I have long thought that flying in formation was a good metaphor for marriage.

Here are 8 specific points for you to consider:

1. How do they do it? The key is that there is one leader and the rest are followers. If there is no leader you are not flying in formation.

2. Due to advance communication everyone knows where they are going, but the leader leads and the followers have to keep a close eye on the leader.

3. The followers job is to position themselves correctly in relation to the leader.

4. The leader has to call the maneuvers so that the followers can expect the movements and react to them accordingly. They communicate constantly as needed.

5. There has to be at least two to fly in formation, but structurally you can add on more.

6. Not easily done. It takes intention and practice.

7. It is also mandatory for safety in aerial combat. Singles are picked off like sitting ducks.

8. You need someone to check your six. No individual has complete vision or situational awareness. But good teams are unbeatable in aerial combat.

When done well it is a beautiful thing. Formation flying is commonly seen at air shows for the appreciation of all.

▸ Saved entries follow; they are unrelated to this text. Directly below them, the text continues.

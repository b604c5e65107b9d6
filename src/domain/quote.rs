// ==========================================
// Abrazaderas - quote request / result
// ==========================================
// QuoteRequest: raw payload as posted by quoting screens (lenient types)
// QuoteInputs: validated, normalized inputs
// QuoteResult: base cost + one row per price list
// ==========================================

use crate::domain::clamp::EncodedCode;
use crate::domain::types::{Fabrication, Shape};
use rust_decimal::Decimal;
use serde::{Deserialize, Deserializer, Serialize};

// ==========================================
// QuoteRequest
// ==========================================
// Numeric fields stay as text until validation so that "1.234,5"-style
// input can be reported per field instead of failing deserialization.
#[derive(Debug, Clone, Default, Serialize, Deserialize)]
#[serde(default)]
pub struct QuoteRequest {
    #[serde(deserialize_with = "lenient_text")]
    pub client_name: String,
    /// `trefilada` / `laminada`; absent means trefilada.
    #[serde(deserialize_with = "lenient_opt_text")]
    pub clamp_type: Option<String>,
    /// `PLANA` / `SEMICURVA` / `CURVA`; absent means PLANA.
    #[serde(deserialize_with = "lenient_opt_text")]
    pub profile_type: Option<String>,
    #[serde(deserialize_with = "lenient_text")]
    pub diameter: String,
    #[serde(deserialize_with = "lenient_flag")]
    pub is_zincated: bool,
    #[serde(deserialize_with = "lenient_text")]
    pub dollar_rate: String,
    #[serde(deserialize_with = "lenient_text")]
    pub steel_price_usd: String,
    /// Absent means the configured default (0).
    #[serde(deserialize_with = "lenient_opt_text")]
    pub supplier_discount_pct: Option<String>,
    /// Absent means the configured default (23).
    #[serde(deserialize_with = "lenient_opt_text")]
    pub general_increase_pct: Option<String>,
    #[serde(deserialize_with = "lenient_text")]
    pub width_mm: String,
    #[serde(deserialize_with = "lenient_text")]
    pub length_mm: String,
}

fn value_to_text(value: serde_json::Value) -> Option<String> {
    match value {
        serde_json::Value::Null => None,
        serde_json::Value::String(s) => Some(s),
        serde_json::Value::Bool(b) => Some(b.to_string()),
        other => Some(other.to_string()),
    }
}

pub(crate) fn lenient_text<'de, D>(deserializer: D) -> Result<String, D::Error>
where
    D: Deserializer<'de>,
{
    let value = serde_json::Value::deserialize(deserializer)?;
    Ok(value_to_text(value).unwrap_or_default())
}

pub(crate) fn lenient_opt_text<'de, D>(deserializer: D) -> Result<Option<String>, D::Error>
where
    D: Deserializer<'de>,
{
    let value = serde_json::Value::deserialize(deserializer)?;
    Ok(value_to_text(value))
}

/// Checkbox-style flag: true / "1" / "true" / "on" / "yes".
pub(crate) fn lenient_flag<'de, D>(deserializer: D) -> Result<bool, D::Error>
where
    D: Deserializer<'de>,
{
    let value = serde_json::Value::deserialize(deserializer)?;
    Ok(match value {
        serde_json::Value::Bool(b) => b,
        other => value_to_text(other)
            .map(|s| matches!(s.trim().to_lowercase().as_str(), "1" | "true" | "on" | "yes"))
            .unwrap_or(false),
    })
}

// ==========================================
// QuoteInputs
// ==========================================
#[derive(Debug, Clone, PartialEq, Eq, Serialize, Deserialize)]
pub struct QuoteInputs {
    pub client_name: String,
    pub dollar_rate: Decimal,
    pub steel_price_usd: Decimal,
    pub supplier_discount_pct: Decimal,
    pub general_increase_pct: Decimal,
    pub clamp_type: Fabrication,
    pub is_zincated: bool,
    pub diameter: String,
    pub width_mm: u32,
    pub length_mm: u32,
    pub profile_type: Shape,
}

// ==========================================
// PriceRow / QuoteResult
// ==========================================
#[derive(Debug, Clone, PartialEq, Eq, Serialize, Deserialize)]
pub struct PriceRow {
    pub key: String,
    pub label: String,
    pub multiplier: Decimal,
    pub final_price: Decimal,
}

#[derive(Debug, Clone, PartialEq, Eq, Serialize, Deserialize)]
pub struct QuoteResult {
    pub inputs: QuoteInputs,
    pub base_cost: Decimal,
    pub description: String,
    pub generated_code: String,
    pub generated_code_metadata: EncodedCode,
    pub development_meters: Decimal,
    pub total_weight_kg: Decimal,
    pub price_rows: Vec<PriceRow>,
}

impl QuoteResult {
    pub fn price_for(&self, key: &str) -> Option<&PriceRow> {
        self.price_rows.iter().find(|row| row.key == key)
    }
}

#[cfg(test)]
mod tests {
    use super::*;

    #[test]
    fn test_request_accepts_numbers_and_strings() {
        let raw = r#"{
            "clamp_type": "trefilada",
            "diameter": "1/2",
            "is_zincated": "on",
            "dollar_rate": 1000,
            "steel_price_usd": "1,5",
            "width_mm": 100,
            "length_mm": "200"
        }"#;
        let req: QuoteRequest = serde_json::from_str(raw).unwrap();
        assert_eq!(req.dollar_rate, "1000");
        assert_eq!(req.steel_price_usd, "1,5");
        assert_eq!(req.width_mm, "100");
        assert!(req.is_zincated);
        assert_eq!(req.profile_type, None);
        assert_eq!(req.general_increase_pct, None);
    }

    #[test]
    fn test_request_flag_false_variants() {
        let req: QuoteRequest = serde_json::from_str(r#"{"is_zincated": "no"}"#).unwrap();
        assert!(!req.is_zincated);
        let req: QuoteRequest = serde_json::from_str(r#"{"is_zincated": true}"#).unwrap();
        assert!(req.is_zincated);
    }
}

https://www.youtube.com/watch?v=vuznBNZl6ME
cnystrom Feb 24 '19 · Rate: 5 · Tags: marriage polygamy flying formation
Chris

There are actually so many challenges when you consider being in a polygamous relationship, that it would be great to just get a break every once in a while. For example, one of the most unpleasant situations that you could deal with when meeting people any other way rather than online would be being rejected when you tell them that you are looking for Sister Wives or that you are interested in having more than one loving partner. Rejection is the worst and can do a number on your self-esteem.


That is exactly why you should be thinking about choosing a far superior alternative to regular dating. The good news is that now you can decide to search for another woman or another man or maybe even a couple that you can start a new relationship with. It would be even better if you simply relied on a social network just like ours where you can find proper profiles of people that have similar interests. Especially when talking about your amorous beliefs, it is better to stay away from regular dating sites. This is how you can avoid disappointment after disappointment.


The individuals that do not have the same expectations and desires when it comes to their love life are not a good match, especially if they only believe in what is considered to be the norm – that a couple should be a connection between two persons and that is it. Most probably, you telling them that you are already in a relationship and that you want to add someone new in the mix is going to make them judge you and will hear all sorts of remarks. If you have tried this before on regular dating sites, you have probably already dealt with such a situation.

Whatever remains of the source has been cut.